Nowhere near as offensively sinister as Bad Santa, as insanely outrageous as Bad Lieutenant, or as stupendously sophomoric as Superbad, the naughty Bad Teacher never feels completely committed to the dark side. Yet although it may be more “bad-lite” silly than consistently nasty, it’s still pretty funny. Even if it’s not all bad, in other words, it ain’t bad.
The best bad thing about it is casually skanky title character Elizabeth Halsey (Cameron Diaz, gleefully chewing scenery in nearly every scene). Elizabeth is the kind of utterly unprofessional instructor who thinks every day should be movie day. She reluctantly has returned to the profession after being dumped by a wealthy but wised-up husband-to-be, and hopes to find a rich replacement for him as soon as possible.
Enter new substitute teacher Scott Delacorte (Justin Timberlake), a cartoonishly naive innocent who’s as dumb as he is dreamy, and who has family money to boot. Unfortunately, straight-arrow Scott is more attracted to straitlaced fellow faculty member Amy Squirrel (Lucy Punch) than to Elizabeth. When Elizabeth finds out that Scott’s last girlfriend had a rather remarkable chest, she starts saving for a boob job that she hopes will entice him.
Diaz is amusingly sleazy, cynical and smartass as Elizabeth, whose flaws include drinking on the job, smoking dope in the school parking lot and drugging an education official so she can steal a standardized test. Her seductively sudsy efforts to boost profits at a school car wash are believably sexy enough to make a cop in a cruiser cause a collision. Diaz also manages to pull off a mid-movie turnaround, when Elizabeth transforms from apathetic bad influence into intimidating hardass in hopes of winning a performance bonus.
The movie’s most over-the-top scene involves Scott dry-humping Elizabeth in a motel during a field trip, earning Timberlake big points for being game enough to make those kinds of faces onscreen. That’s about as close as the movie gets to Farrelly brothers or Apatow-style humor.
Timberlake and Punch play their characters with more camp than conviction, making for a clash of styles that’s sometimes a problem. It’s not as if Diaz is doing documentary-style drama, but hers is the only performance that’s a bit more elevated and edgy than what you’d expect from a Saturday Night Live skit. (Speaking of which, actress Phyllis Smith plays a meekly soft-spoken teacher who looks and acts so much like a heftier version of former SNL cast member Molly Shannon it’s eerie.)

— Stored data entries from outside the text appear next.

use dome_gallery::{
    core::constants::{DEFAULT_COLUMN_ORIGIN, DEFAULT_SEGMENTS, EMPTY_PLACEHOLDER},
    layout::{base_rotation, build_slots, build_tiles, fit_radius, preload_sources},
    DomeGallery, GalleryConfig, ImageDescriptor,
};

/// Tile generation properties over a range of pool sizes
#[cfg(test)]
mod layout_tests {
    use super::*;

    fn pool(n: usize) -> Vec<ImageDescriptor> {
        (0..n)
            .map(|i| ImageDescriptor::new(format!("photos/{:03}.jpg", i), format!("Photo {}", i)))
            .collect()
    }

    fn slot_count() -> usize {
        build_slots(DEFAULT_SEGMENTS, DEFAULT_COLUMN_ORIGIN).len()
    }

    #[test]
    fn test_every_tile_has_a_source() {
        let slots = slot_count();
        for n in [1, 2, 3, 7, 34, 35, 100, slots - 1, slots] {
            let tiles = build_tiles(&pool(n), DEFAULT_SEGMENTS, DEFAULT_COLUMN_ORIGIN);
            assert_eq!(tiles.len(), slots);
            assert!(
                tiles.iter().all(|tile| !tile.src.is_empty()),
                "pool of {} left a tile empty",
                n
            );
        }
    }

    #[test]
    fn test_oversubscribed_pool_still_fills_grid() {
        let slots = slot_count();
        let tiles = build_tiles(&pool(slots + 40), DEFAULT_SEGMENTS, DEFAULT_COLUMN_ORIGIN);
        assert_eq!(tiles.len(), slots);
        assert!(tiles.iter().all(|tile| !tile.is_placeholder()));
    }

    #[test]
    fn test_no_adjacent_duplicates() {
        for n in [2, 3, 4, 5, 6, 11, 36, 70] {
            let tiles = build_tiles(&pool(n), DEFAULT_SEGMENTS, DEFAULT_COLUMN_ORIGIN);
            for pair in tiles.windows(2) {
                assert_ne!(pair[0].src, pair[1].src, "pool of {} repeats a neighbour", n);
            }
        }
    }

    #[test]
    fn test_repeated_sources_still_separate() {
        // Two distinct images, heavily repeated in the input
        let mut images = Vec::new();
        for _ in 0..10 {
            images.push(ImageDescriptor::new("a.jpg", "A"));
        }
        images.push(ImageDescriptor::new("b.jpg", "B"));
        images.push(ImageDescriptor::new("", "missing"));

        let tiles = build_tiles(&images, 10, DEFAULT_COLUMN_ORIGIN);
        assert_eq!(tiles.len(), 50);
        for pair in tiles.windows(2) {
            assert_ne!(pair[0].src, pair[1].src);
        }
    }

    #[test]
    fn test_empty_pool_shows_placeholder() {
        let gallery = DomeGallery::new(Vec::new(), GalleryConfig::default()).unwrap();
        assert_eq!(gallery.placeholder(), Some(EMPTY_PLACEHOLDER));
        assert!(gallery.tiles().iter().all(|tile| tile.is_placeholder()));
    }

    #[test]
    fn test_base_rotation_of_origin_slot() {
        let unit = 360.0 / DEFAULT_SEGMENTS as f64 / 2.0;
        let slot = build_slots(DEFAULT_SEGMENTS, 0)[0];
        assert_eq!((slot.x, slot.y), (0, -4));

        let origin = dome_gallery::layout::Slot { y: 0, ..slot };
        let angles = base_rotation(&origin, DEFAULT_SEGMENTS);
        assert!((angles.rotate_x + unit / 2.0).abs() < 1e-9);
        assert!((angles.rotate_y - unit / 2.0).abs() < 1e-9);
    }

    #[test]
    fn test_radius_follows_container_shape() {
        // Wide: width based
        assert_eq!(fit_radius(1600.0, 900.0, 0.5, None, 1.3), 800.0);
        // Portrait: shorter side
        assert_eq!(fit_radius(600.0, 1000.0, 0.5, None, 1.3), 300.0);
        // Lower bound only enlarges
        assert_eq!(fit_radius(200.0, 200.0, 0.5, Some(250.0), 1.3), 250.0);
        assert_eq!(fit_radius(1000.0, 1000.0, 0.5, Some(250.0), 1.3), 500.0);
    }

    #[test]
    fn test_preload_covers_front_tiles() {
        let tiles = build_tiles(&pool(3), DEFAULT_SEGMENTS, DEFAULT_COLUMN_ORIGIN);
        let sources = preload_sources(&tiles, 20);
        assert_eq!(sources.len(), 20);
        assert_ne!(sources[0], sources[1]);
        assert_ne!(sources[1], sources[2]);
    }
}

Screenwriters Gene Stupnitsky and Lee Eisenberg, who wrote several episodes of the US version of The Office, resist the urge to go totally mushy and message-y at the end. Director Jake Kasdan could have made things zippier and more visually interesting (his Walk Hard: The Dewey Cox Story was an underappreciated comedy classic), but the finished product is good enough. Even if it’s not entirely bad enough.